Il espère à terme utiliser la spectrométrie de masse, l'étalon-or en chimie analytique, pour détecter toutes les formes et variantes de l'EPO avec un seul test. La spécification de masse mesure les profils spectraux uniques générés par différentes molécules, offrant une méthode de détection sans ambiguïté. Alors que la technique est déjà utilisée pour détecter d'autres médicaments interdits, la structure chimique de la molécule d'EPO la rend difficile à mesurer en utilisant la spectrométrie de masse traditionnelle. C'est un médicament complexe avec des groupes glyco suspendus, dit Catlin. Nous devons nous débarrasser de ces groupes ou trouver un moyen de caractériser l'ensemble de la molécule intacte.
Un autre défi important pour les autorités antidopage est l'hormone de croissance humaine (hGH). Ce médicament est pratiquement identique à la forme la plus courante d'hormone de croissance produite naturellement par le corps. Il est fabriqué en insérant le gène humain de l'hormone de croissance dans des bactéries.

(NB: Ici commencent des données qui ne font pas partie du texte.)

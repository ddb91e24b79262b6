//! Utilidades compartidas

pub mod errors;
//! Subscribers de workflow - creación automática de tickets
//!
//! El pipeline de reparación de un vehículo avanza por eventos: una
//! inspección terminada crea el ticket de recon, y un recon completado
//! crea el ticket de detailing. El código de inspecciones no depende del
//! de tickets: la unión pasa por el `WorkflowEventBus`.
//!
//! El paso detailing → client-repair es una puerta manual a propósito: lo
//! crea la UI con confirmación explícita del usuario, nunca un subscriber.

use std::sync::Arc;

use async_trait::async_trait;
use tracing::info;

use crate::events::{EventSubscriber, WorkflowEventBus};
use crate::models::auth::Actor;
use crate::models::events::{
    InspectionCompletedEvent, TicketCompletedEvent, INSPECTION_COMPLETED, TICKET_COMPLETED,
};
use crate::models::ticket::{CreateTicketRequest, TicketType};
use crate::repositories::store::WorkshopStore;
use crate::services::inspection_ledger;
use crate::services::ticket_service::TicketStateMachine;
use crate::utils::errors::{internal_error, not_found_error, AppResult};

/// Registra los subscribers del pipeline en el bus. Solo en el arranque.
pub fn register_workflows(
    bus: &WorkflowEventBus,
    store: Arc<dyn WorkshopStore>,
    tickets: Arc<TicketStateMachine>,
) {
    bus.subscribe(
        INSPECTION_COMPLETED,
        Arc::new(ReconTicketWorkflow {
            store: store.clone(),
            tickets: tickets.clone(),
        }),
    );
    bus.subscribe(TICKET_COMPLETED, Arc::new(DetailingTicketWorkflow { store, tickets }));
}

/// `INSPECTION_COMPLETED` → ticket de recon si hay algo que reparar
pub struct ReconTicketWorkflow {
    store: Arc<dyn WorkshopStore>,
    tickets: Arc<TicketStateMachine>,
}

#[async_trait]
impl EventSubscriber for ReconTicketWorkflow {
    fn name(&self) -> &'static str {
        "recon-ticket-workflow"
    }

    async fn handle(&self, payload: serde_json::Value) -> AppResult<()> {
        let event: InspectionCompletedEvent = serde_json::from_value(payload)
            .map_err(|e| internal_error(&format!("malformed INSPECTION_COMPLETED payload: {}", e)))?;

        let inspection = self
            .store
            .get_inspection(event.inspection_id)
            .await?
            .ok_or_else(|| not_found_error("inspection", &event.inspection_id.to_string()))?;

        // el resumen se re-deriva del ledger persistido, no del payload
        let Some(summary) = inspection_ledger::summarize(&inspection) else {
            info!(
                "🔍 Inspección {} sin hallazgos abiertos; no se crea ticket",
                event.inspection_id
            );
            return Ok(());
        };

        let vehicle = self
            .store
            .get_vehicle(event.vehicle_id)
            .await?
            .ok_or_else(|| not_found_error("vehicle", &event.vehicle_id.to_string()))?;

        if vehicle.is_sold() {
            // vehículo vendido: el camino es un ticket ClientRequest creado
            // por la UI tras confirmación explícita, no automático
            info!(
                "🔍 Vehículo {} vendido; recon queda a criterio del cliente",
                vehicle.id
            );
            return Ok(());
        }

        let actor = Actor::system(vehicle.tenant_id, vehicle.location_id);
        let ticket = self
            .tickets
            .create(
                &actor,
                CreateTicketRequest {
                    vehicle_id: vehicle.id,
                    description: summary,
                    inspection_id: Some(inspection.id),
                    ticket_type: TicketType::Recon,
                    priority: Some(event.priority),
                    difficulty: None,
                },
            )
            .await?;

        info!(
            "🔁 Ticket de recon '{}' creado desde inspección {}",
            ticket.id, inspection.id
        );
        Ok(())
    }
}

/// `TICKET_COMPLETED` de un recon → ticket de detailing
pub struct DetailingTicketWorkflow {
    store: Arc<dyn WorkshopStore>,
    tickets: Arc<TicketStateMachine>,
}

#[async_trait]
impl EventSubscriber for DetailingTicketWorkflow {
    fn name(&self) -> &'static str {
        "detailing-ticket-workflow"
    }

    async fn handle(&self, payload: serde_json::Value) -> AppResult<()> {
        let event: TicketCompletedEvent = serde_json::from_value(payload)
            .map_err(|e| internal_error(&format!("malformed TICKET_COMPLETED payload: {}", e)))?;

        // solo el cierre de un recon encadena detailing
        if event.ticket_type != TicketType::Recon {
            return Ok(());
        }

        let vehicle = self
            .store
            .get_vehicle(event.vehicle_id)
            .await?
            .ok_or_else(|| not_found_error("vehicle", &event.vehicle_id.to_string()))?;

        if vehicle.is_sold() {
            return Ok(());
        }

        let actor = Actor::system(vehicle.tenant_id, vehicle.location_id);
        let ticket = self
            .tickets
            .create_follow_on(
                &actor,
                CreateTicketRequest {
                    vehicle_id: vehicle.id,
                    description: format!("Post-recon detailing (after ticket {})", event.ticket_id),
                    inspection_id: None,
                    ticket_type: TicketType::Detailing,
                    priority: None,
                    difficulty: None,
                },
            )
            .await?;

        info!(
            "🔁 Ticket de detailing '{}' creado tras recon '{}'",
            ticket.id, event.ticket_id
        );
        Ok(())
    }
}
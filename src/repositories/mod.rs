//! Capa de acceso a datos
//!
//! El motor de workflow habla con el storage a través del trait
//! `WorkshopStore`: lecturas de entidades más operaciones compuestas que
//! cada backend aplica de forma atómica. `PgStore` es el backend de
//! producción (Postgres vía sqlx, una transacción por operación compuesta)
//! y `MemoryStore` la implementación de referencia usada en tests.

pub mod memory_store;
pub mod pg_store;
pub mod store;

pub use memory_store::MemoryStore;
pub use pg_store::PgStore;
pub use store::{ClockOutArgs, ClockOutRecord, WorkshopStore};
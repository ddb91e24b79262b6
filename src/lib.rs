//! Workshop Service - Motor de workflow de tickets de servicio
//!
//! Núcleo del taller de la aplicación de concesionario: máquina de estados
//! de tickets de servicio, sesiones de fichaje de técnicos, conciliación de
//! inspecciones (recon) y el bus de eventos de workflow que encadena la
//! creación automática de tickets (recon → detailing).
//!
//! La capa HTTP/UI consume esta librería; aquí no hay router ni rendering.

pub mod config;
pub mod events;
pub mod models;
pub mod repositories;
pub mod services;
pub mod state;
pub mod utils;

pub use state::AppState;
pub use utils::errors::{AppError, AppResult};
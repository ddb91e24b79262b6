//! Shared application state
//!
//! Este módulo arma el estado compartido del motor de workflow: store,
//! bus de eventos, audit sink y los dos services principales. La capa web
//! (fuera de esta librería) lo construye una vez en el arranque y lo
//! comparte entre requests.

use std::sync::Arc;

use tracing::info;

use crate::config::environment::EnvironmentConfig;
use crate::events::WorkflowEventBus;
use crate::repositories::{MemoryStore, PgStore, WorkshopStore};
use crate::services::audit::{AuditSink, TracingAuditSink};
use crate::services::ticket_service::TicketStateMachine;
use crate::services::time_session::TimeSessionManager;
use crate::services::workflow;
use crate::utils::errors::{internal_error, AppResult};

/// Estado compartido del motor de workflow
#[derive(Clone)]
pub struct AppState {
    pub config: EnvironmentConfig,
    pub store: Arc<dyn WorkshopStore>,
    pub bus: Arc<WorkflowEventBus>,
    pub audit: Arc<dyn AuditSink>,
    pub tickets: Arc<TicketStateMachine>,
    pub sessions: Arc<TimeSessionManager>,
}

impl AppState {
    /// Cablea services, bus y subscribers sobre un store ya construido
    ///
    /// Los subscribers de workflow se registran aquí y el bus no se vuelve
    /// a mutar: después del arranque es solo-lectura.
    pub fn new(
        config: EnvironmentConfig,
        store: Arc<dyn WorkshopStore>,
        audit: Arc<dyn AuditSink>,
    ) -> Self {
        let bus = Arc::new(WorkflowEventBus::new());
        let tickets = Arc::new(TicketStateMachine::new(
            store.clone(),
            bus.clone(),
            audit.clone(),
        ));
        let sessions = Arc::new(TimeSessionManager::new(store.clone(), audit.clone()));

        workflow::register_workflows(&bus, store.clone(), tickets.clone());

        info!("🔧 Workshop service inicializado ({})", config.environment);

        Self {
            config,
            store,
            bus,
            audit,
            tickets,
            sessions,
        }
    }

    /// Estado de producción contra PostgreSQL (`DATABASE_URL`)
    pub async fn with_postgres(config: EnvironmentConfig) -> AppResult<Self> {
        let url = config
            .database_url
            .clone()
            .ok_or_else(|| internal_error("DATABASE_URL is not configured"))?;
        let store = Arc::new(PgStore::connect(&url).await?);
        Ok(Self::new(config, store, Arc::new(TracingAuditSink)))
    }

    /// Estado in-memory para tests y entornos efímeros
    pub fn in_memory(config: EnvironmentConfig) -> Self {
        Self::new(config, Arc::new(MemoryStore::new()), Arc::new(TracingAuditSink))
    }
}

Le test actuel pour l'hGH a été utilisé pour la première fois lors des jeux de 2004 à Athènes, et il sera plus largement utilisé à Pékin. Le test analyse le rapport des différentes formes de l'hormone dans le sang. Si un athlète utilise de la hGH recombinante, qui est identique à l'isoforme principale de la hGH naturelle, les ratios qui se produisent normalement sont influencés et considérablement modifiés, explique Mario Thevis, professeur de recherche préventive sur le dopage à l'Université allemande du sport de Cologne. Ceci peut être mesuré et visualisé, et permet la détection de l'abus de hGH. Thevis travaille également sur un test plus sensible qui peut détecter différentes variétés de hGH.
Et tandis que l'AMA préfère rester muette sur les détails spécifiques des nouveaux tests en cours de développement, l'agence a divulgué les détails d'une nouvelle approche plus large qui pourrait surmonter certains des défis associés à la détection de l'EPO et de l'hGH. À l'aide de nouvelles technologies, telles que les puces à ADN, qui peuvent mesurer simultanément les changements dans l'expression de milliers de gènes, de protéines et d'autres biomarqueurs, les scientifiques peuvent rechercher rapidement les changements biologiques induits par ces médicaments. Le nouvel arsenal ne cherche pas la drogue X ; il recherche les effets du médicament X, dit Théodore Friedmann , médecin-chercheur à l'Université de Californie à San Diego, qui travaille avec l'AMA. Grâce à cette approche, il ne sera plus possible de modifier un médicament pour qu'il devienne invisible aux tests, dit-il.